I closed the car door and dutifully ran to open the front door to let the black girl inside. She stepped inside, gracefully, then finally turned to me as if I were merely a second thought.
"Go get my things. Bring them inside." Alexis ordered, waving the back of her right hand in the most condescending way imagineable.
"Y-Yes, Ma'am." I whimpered, embarrassed.
As I walked back out to my car to fetch all those bags from Alexis Barron's day of shopping, I began thinking more about what was happening. Thoughts of how I got myself into such an embarrassing situation like this had consumed me. Things were happening so fast that I hardly had time to contemplate my own options. I was scared and I felt that I had been caught off-guard by the 18-year-old black woman since that day she came into my life.
"Maybe I could just walk away from this whole situation." I began thinking as I stood there before the opened trunk of my car.
But, that is when the sound of her firm and extremely youthful sounding voice rang through the air. Her words snapped me back into consciousness and pierced right through me.
"Where are you?" she screeched, yelling from inside the house.
Nervously, I gathered all the bags from the trunk. Frantically, I grabbed the remaining bags and our purses from the back seat and then ran inside. I was incredibly intimidated by the young black woman's more serious tone of voice, which seemed displeased by the amount of time I was taking.

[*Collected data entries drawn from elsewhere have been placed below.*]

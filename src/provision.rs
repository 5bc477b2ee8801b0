//! Creating and activating the isolated Python environment.
//!
//! Activation does what sourcing `bin/activate` would do to a shell, applied
//! to the [`SessionEnv`] every later child inherits: `VIRTUAL_ENV` is set,
//! the environment's `bin` goes to the front of PATH and `PYTHONHOME` is
//! dropped.

use std::path::{Path, PathBuf};

use tracing::{debug, info};

use crate::error::{BootstrapError, Result};
use crate::shell::{CommandRequest, CommandRunner, EnvValue, SessionEnv, resolve_program_path};
use crate::ui;

/// Whether this run created the environment
#[derive(Debug, Clone, Copy, PartialEq, Eq)]
pub enum ProvisionOutcome {
    Created,
    Reused,
}

/// Paths inside an activated environment
#[derive(Debug, Clone, PartialEq, Eq)]
pub struct ActiveEnvironment {
    pub root: PathBuf,
    pub python: PathBuf,
}

impl ActiveEnvironment {
    pub fn bin_dir(&self) -> PathBuf {
        self.root.join("bin")
    }
}

/// Create the environment at `venv` with `base_python -m venv` unless the
/// directory already exists.
pub fn ensure_venv<R: CommandRunner + ?Sized>(
    runner: &mut R,
    env: &SessionEnv,
    base_python: &str,
    venv: &Path,
) -> Result<ProvisionOutcome> {
    if venv.exists() {
        if !venv.is_dir() {
            return Err(BootstrapError::Provisioning {
                path: venv.to_path_buf(),
                reason: "path exists but is not a directory".to_string(),
            });
        }
        ui::info(format!(
            "Virtual environment {} already exists, skipping creation",
            venv.display()
        ));
        return Ok(ProvisionOutcome::Reused);
    }

    ui::info(format!("Creating virtual environment {}", venv.display()));
    let request = CommandRequest::new(base_python)
        .args(["-m", "venv"])
        .arg(venv.to_string_lossy());
    let result = runner.run(&request, env)?;

    if !result.success() {
        return Err(BootstrapError::Provisioning {
            path: venv.to_path_buf(),
            reason: format!("`{}` exited with status {}", request, result.exit_code),
        });
    }
    if !venv.is_dir() {
        return Err(BootstrapError::Provisioning {
            path: venv.to_path_buf(),
            reason: format!("`{}` succeeded but created nothing", request),
        });
    }

    info!(path = %venv.display(), "created virtual environment");
    ui::success("Virtual environment created");
    Ok(ProvisionOutcome::Created)
}

/// Activate `venv` for every child spawned with `env` from now on.
///
/// `env` is only modified once activation has been verified: `VIRTUAL_ENV`
/// names the environment and `python` on the new PATH lives inside it.
pub fn activate(env: &mut SessionEnv, venv: &Path) -> Result<ActiveEnvironment> {
    let provisioning = |reason: String| BootstrapError::Provisioning {
        path: venv.to_path_buf(),
        reason,
    };

    let root = venv
        .canonicalize()
        .map_err(|e| provisioning(format!("cannot resolve directory: {}", e)))?;
    let bin = root.join("bin");

    if !bin.join("activate").is_file() {
        return Err(provisioning(
            "activation script bin/activate is missing; delete the directory and re-run the installer"
                .to_string(),
        ));
    }

    let mut activated = env.clone();
    activated.set("VIRTUAL_ENV", EnvValue::FilePath(root.clone()));
    activated.prepend_path(&bin);
    activated.unset("PYTHONHOME");

    let python = verify_activation(&activated, &root).map_err(provisioning)?;

    *env = activated;
    debug!(root = %root.display(), python = %python.display(), "activated");
    Ok(ActiveEnvironment { root, python })
}

fn verify_activation(env: &SessionEnv, root: &Path) -> std::result::Result<PathBuf, String> {
    match env.get("VIRTUAL_ENV") {
        Some(EnvValue::FilePath(marker)) if marker == root => {}
        other => return Err(format!("VIRTUAL_ENV points at {:?}", other)),
    }

    let python = resolve_program_path("python", env)
        .map_err(|e| format!("no interpreter after activation ({})", e))?;
    if !python.starts_with(root) {
        return Err(format!(
            "`python` resolves to {} instead of the environment",
            python.display()
        ));
    }
    Ok(python)
}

The black teenaged woman stood at the counter of my kitchen, her elbows resting upon it and still manipulating her cell phone.

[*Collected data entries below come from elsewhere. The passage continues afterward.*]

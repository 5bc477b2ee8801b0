use std::collections::HashMap;
use std::ffi::CString;
use std::path::{Path, PathBuf};

/// Represents a value stored in the session environment
#[derive(Debug, Clone, PartialEq)]
pub enum EnvValue {
    String(String),
    List(Vec<EnvValue>),
    FilePath(PathBuf),
}

impl EnvValue {
    /// Recursively convert an EnvValue to the string handed to child processes
    pub(crate) fn to_string_repr(&self) -> String {
        match self {
            EnvValue::String(s) => s.clone(),
            EnvValue::List(items) => items
                .iter()
                .map(|item| item.to_string_repr())
                .collect::<Vec<_>>()
                .join(":"),
            EnvValue::FilePath(path) => path.to_string_lossy().to_string(),
        }
    }

    /// Parse an inherited value. Only search-path variables are split into
    /// lists; everything else is kept verbatim so children see exactly what
    /// the parent saw.
    fn parse_from_string(key: &str, s: &str) -> EnvValue {
        if is_search_path(key) {
            return EnvValue::List(
                s.split(':')
                    .map(|dir| EnvValue::FilePath(PathBuf::from(dir)))
                    .collect(),
            );
        }
        EnvValue::String(s.to_string())
    }
}

fn is_search_path(key: &str) -> bool {
    matches!(key, "PATH" | "MANPATH")
}

/// The variables handed to every child process this tool spawns.
///
/// Activation of the isolated environment mutates this value instead of the
/// real process environment, so a failed activation never leaks into the
/// parent and tests can build one from scratch.
#[derive(Debug, Clone, Default)]
pub struct SessionEnv {
    env_vars: HashMap<String, EnvValue>,
}

impl SessionEnv {
    /// Create a new empty session environment
    pub fn new() -> Self {
        Self::default()
    }

    /// Create a session environment initialized from the parent process
    pub fn from_parent() -> Self {
        let mut env = Self::new();
        for (key, value) in std::env::vars() {
            let parsed = EnvValue::parse_from_string(&key, &value);
            env.env_vars.insert(key, parsed);
        }

        // HOME is either inherited from the parent, or retrieved from the user database
        if !env.contains_key("HOME")
            && let Some(path) = home::home_dir()
            && !path.as_os_str().is_empty()
        {
            env.set("HOME", EnvValue::FilePath(path));
        }

        // Default path is /usr/bin:/bin (and /usr/sbin:/sbin on macOS)
        if !env.contains_key("PATH") {
            let mut default_paths = vec![
                EnvValue::FilePath(PathBuf::from("/usr/bin")),
                EnvValue::FilePath(PathBuf::from("/bin")),
            ];

            #[cfg(target_os = "macos")]
            {
                default_paths.push(EnvValue::FilePath(PathBuf::from("/usr/sbin")));
                default_paths.push(EnvValue::FilePath(PathBuf::from("/sbin")));
            }

            env.set("PATH", EnvValue::List(default_paths));
        }

        env
    }

    /// Get an environment variable value
    pub fn get(&self, key: &str) -> Option<&EnvValue> {
        self.env_vars.get(key)
    }

    /// Get a variable rendered as the string a child would see
    pub fn get_string(&self, key: &str) -> Option<String> {
        self.env_vars.get(key).map(EnvValue::to_string_repr)
    }

    /// Set an environment variable
    pub fn set(&mut self, key: impl Into<String>, value: EnvValue) {
        self.env_vars.insert(key.into(), value);
    }

    /// Set a variable only if it is not already present. Returns true if it was set.
    pub fn set_default(&mut self, key: &str, value: &str) -> bool {
        if self.contains_key(key) {
            return false;
        }
        self.set(key, EnvValue::String(value.to_string()));
        true
    }

    /// Remove an environment variable
    pub fn unset(&mut self, key: &str) -> Option<EnvValue> {
        self.env_vars.remove(key)
    }

    /// Check if a key exists
    pub fn contains_key(&self, key: &str) -> bool {
        self.env_vars.contains_key(key)
    }

    /// Get the number of environment variables
    pub fn len(&self) -> usize {
        self.env_vars.len()
    }

    pub fn is_empty(&self) -> bool {
        self.env_vars.is_empty()
    }

    /// PATH directories in search order.
    ///
    /// Supports both the List and String variants; an unset PATH yields the
    /// conventional default.
    pub fn path_dirs(&self) -> Vec<PathBuf> {
        match self.get("PATH") {
            Some(EnvValue::List(items)) => items
                .iter()
                .map(|item| PathBuf::from(item.to_string_repr()))
                .collect(),
            Some(EnvValue::String(s)) => s.split(':').map(PathBuf::from).collect(),
            Some(EnvValue::FilePath(p)) => vec![p.clone()],
            None => vec![
                PathBuf::from("/usr/local/bin"),
                PathBuf::from("/usr/bin"),
                PathBuf::from("/bin"),
            ],
        }
    }

    /// Put `dir` at the front of PATH, removing any other occurrence of it
    pub fn prepend_path(&mut self, dir: &Path) {
        let mut dirs: Vec<EnvValue> = self
            .path_dirs()
            .into_iter()
            .filter(|existing| existing != dir)
            .map(EnvValue::FilePath)
            .collect();
        dirs.insert(0, EnvValue::FilePath(dir.to_path_buf()));
        self.set("PATH", EnvValue::List(dirs));
    }

    /// Convert environment to Vec<CString> in "KEY=VALUE" format for execve
    pub fn to_envp(&self) -> Vec<CString> {
        self.env_vars
            .iter()
            .filter_map(|(key, value)| {
                CString::new(format!("{}={}", key, value.to_string_repr())).ok()
            })
            .collect()
    }
}
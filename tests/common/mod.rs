#![allow(dead_code)]

use std::collections::{HashMap, HashSet};
use std::fs;
use std::os::unix::fs::PermissionsExt;
use std::path::{Path, PathBuf};

use surf_bootstrap::Result;
use surf_bootstrap::settings::Settings;
use surf_bootstrap::shell::{
    CapturedOutput, CommandRequest, CommandRunner, EnvValue, ExecResult, ProgramResolutionError,
    SessionEnv,
};
use tempfile::TempDir;

pub const REQUIREMENTS: &str = "\
rumps==0.4.0
pyaudio==0.2.14
python-dotenv==1.0.1
openai-whisper
pynput>=1.7
";

pub const TEMPLATE: &str = "\
# SuperSurf configuration
USE_OPENAI_API=false
OPENAI_API_KEY=your_openai_api_key_here
ANTHROPIC_API_KEY=your_anthropic_api_key_here
GEMINI_API_KEY=your_gemini_api_key_here
WHISPER_MODEL=base
DEFAULT_IDE=windsurf
";

/// Stands in for python, pip and friends. Nothing real is ever executed.
#[derive(Debug, Default)]
pub struct FakeRunner {
    /// Tools on PATH and the banner their version flag prints
    pub tools: HashMap<String, String>,
    /// Modules importable in the environment
    pub modules: HashSet<String>,
    /// pip specifiers that install successfully, and the module each provides
    pub installable: HashMap<String, String>,
    /// Exit code for `pip install --upgrade pip` and `pip install -r`
    pub pip_exit: u8,
    pub runs: Vec<CommandRequest>,
    pub captures: Vec<CommandRequest>,
}

impl FakeRunner {
    /// A machine with a recent Python, pip and ffmpeg
    pub fn healthy() -> Self {
        let mut runner = Self::default();
        runner.tools.insert("python3".into(), "Python 3.11.4".into());
        runner
            .tools
            .insert("pip3".into(), "pip 23.1 from /usr/lib (python 3.11)".into());
        runner.tools.insert("ffmpeg".into(), "ffmpeg version 6.0".into());
        runner
    }

    /// Every probed module already importable
    pub fn with_all_modules(mut self) -> Self {
        for module in ["rumps", "pyaudio", "dotenv", "pynput"] {
            self.modules.insert(module.into());
        }
        self
    }

    pub fn without_module(mut self, module: &str) -> Self {
        self.modules.remove(module);
        self
    }

    pub fn venv_creations(&self) -> usize {
        self.runs
            .iter()
            .filter(|r| r.args.iter().any(|a| a == "venv"))
            .count()
    }

    pub fn pip_installs(&self) -> Vec<&CommandRequest> {
        self.runs
            .iter()
            .filter(|r| r.args.iter().any(|a| a == "pip"))
            .collect()
    }
}

impl CommandRunner for FakeRunner {
    fn resolve(
        &self,
        program: &str,
        _env: &SessionEnv,
    ) -> std::result::Result<PathBuf, ProgramResolutionError> {
        if self.tools.contains_key(program) {
            Ok(PathBuf::from("/usr/bin").join(program))
        } else {
            Err(ProgramResolutionError::NotFound(program.to_string()))
        }
    }

    fn run(&mut self, request: &CommandRequest, _env: &SessionEnv) -> Result<ExecResult> {
        self.runs.push(request.clone());
        let args: Vec<&str> = request.args.iter().map(String::as_str).collect();

        let exit_code = match args.as_slice() {
            ["-m", "venv", dir] => {
                make_venv(Path::new(dir));
                0
            }
            ["-m", "pip", "install", "--upgrade", "pip"] | ["-m", "pip", "install", "-r", _] => {
                self.pip_exit
            }
            ["-m", "pip", "install", spec] => match self.installable.get(*spec) {
                Some(module) => {
                    self.modules.insert(module.clone());
                    0
                }
                None => 1,
            },
            _ => 127,
        };
        Ok(ExecResult { exit_code })
    }

    fn capture(&mut self, request: &CommandRequest, _env: &SessionEnv) -> Result<CapturedOutput> {
        self.captures.push(request.clone());

        if let Some(banner) = self.tools.get(&request.program) {
            return Ok(CapturedOutput {
                exit_code: 0,
                output: banner.clone(),
            });
        }

        let imported = match request.args.as_slice() {
            [flag, code] if flag == "-c" => code
                .strip_prefix("import ")
                .is_some_and(|module| self.modules.contains(module)),
            _ => false,
        };
        Ok(CapturedOutput {
            exit_code: if imported { 0 } else { 1 },
            output: if imported {
                String::new()
            } else {
                "ModuleNotFoundError".to_string()
            },
        })
    }
}

/// The files `python -m venv` would leave behind that activation relies on
pub fn make_venv(root: &Path) {
    let bin = root.join("bin");
    fs::create_dir_all(&bin).unwrap();
    fs::write(bin.join("activate"), "# activate\n").unwrap();
    fs::write(bin.join("python"), "#!/bin/sh\n").unwrap();
    fs::set_permissions(bin.join("python"), fs::Permissions::from_mode(0o755)).unwrap();
}

/// A fresh checkout of the assistant in a temporary directory
pub struct Checkout {
    pub dir: TempDir,
}

impl Checkout {
    pub fn new() -> Self {
        let dir = tempfile::tempdir().unwrap();
        fs::write(dir.path().join("requirements.txt"), REQUIREMENTS).unwrap();
        fs::write(dir.path().join(".env.example"), TEMPLATE).unwrap();
        fs::write(dir.path().join("run_mac_app.py"), "print('hi')\n").unwrap();
        Self { dir }
    }

    pub fn root(&self) -> &Path {
        self.dir.path()
    }

    pub fn settings(&self) -> Settings {
        Settings::load_from(self.root()).unwrap()
    }

    pub fn env_file(&self) -> String {
        fs::read_to_string(self.root().join(".env")).unwrap()
    }

    pub fn venv(&self) -> PathBuf {
        self.root().join("supersurf_env")
    }

    /// Entries in the project directory, sorted
    pub fn listing(&self) -> Vec<String> {
        let mut names: Vec<String> = fs::read_dir(self.root())
            .unwrap()
            .map(|e| e.unwrap().file_name().to_string_lossy().into_owned())
            .collect();
        names.sort();
        names
    }
}

pub fn session() -> SessionEnv {
    let mut env = SessionEnv::new();
    env.set("PATH", EnvValue::String("/usr/bin:/bin".into()));
    env.set("HOME", EnvValue::String("/home/tester".into()));
    env
}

I now stood in the livingroom just past the foyer with the numerous shopping bags in hand. I was quiet and more bewildered about what to do next as young Alexis finally looked up from her cell phone, and then towards me.

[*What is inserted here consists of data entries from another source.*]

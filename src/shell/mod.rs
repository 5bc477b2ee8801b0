pub mod env;
pub mod exec;

// Re-export commonly used types and functions
pub use env::{EnvValue, SessionEnv};
pub use exec::{
    CapturedOutput, CommandRequest, CommandRunner, ExecResult, ProgramResolutionError,
    SystemRunner, replace_process, resolve_program_path,
};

"We still have a lot of things to go over with the PNL Report." she said, dryly.
I simply stood there in silence looking in her direction.
"First, I need a shower. After you put all my new things away, and all my old things from the boxes, you do the same!" Alexis ordered.
"Y-Yes, M-Ma'am." I answered, barely making eye contact with her.
The 18-year-old black woman simply kicked off her gold sandals across the living room in a wayward direction. Both sandals ended up in very different parts of the large room as she turned and finally began walking up the carpeted stairwell towards the shower.
Embarrassed, I dropped all the bags I was holding and chased after her sandals, setting them on the shoe rack just outside the foyer. I had to make 4 trips up and down those stairs leading up to the bedrooms to retrieve the shopping bags and the boxes Alexis Barron had delivered to my home.
I could hear the young black woman showering as I set her large boxes and the new bags down at the foot of my king sized bed. The spandex leggings, blouse and panties she had worn during our shopping trip were spewn about the floor, rudely and carelessly. Defeatedly, I just gathered them up and placed them into the small wicker hamper just outside the master bathroom.
This was all so embarrassing for me. I stood there for a moment and looked down at the two large boxes marked "AB" and the myriad of bags from her day of shopping.
"Where was I going to put all her things?" I asked myself.
"Why did I agree to let her stay here?" I thought.
As I opened the boxes and began pulling the piles of Alexis Barron's neatly folded clothes out from them, I began settng them onto the bed. There were several short skirts, a few pairs of size zero jeans and a plethora of both casual and dressier blouses. There were many small, very feminine cut-off-at-the-navel styled tee shirts and casual body-hugging short-shorts. Petite sized yoga pants, leggings, ankle-high socks and 3 packages of coffee-toned stockings that were unopened would empty the first large box.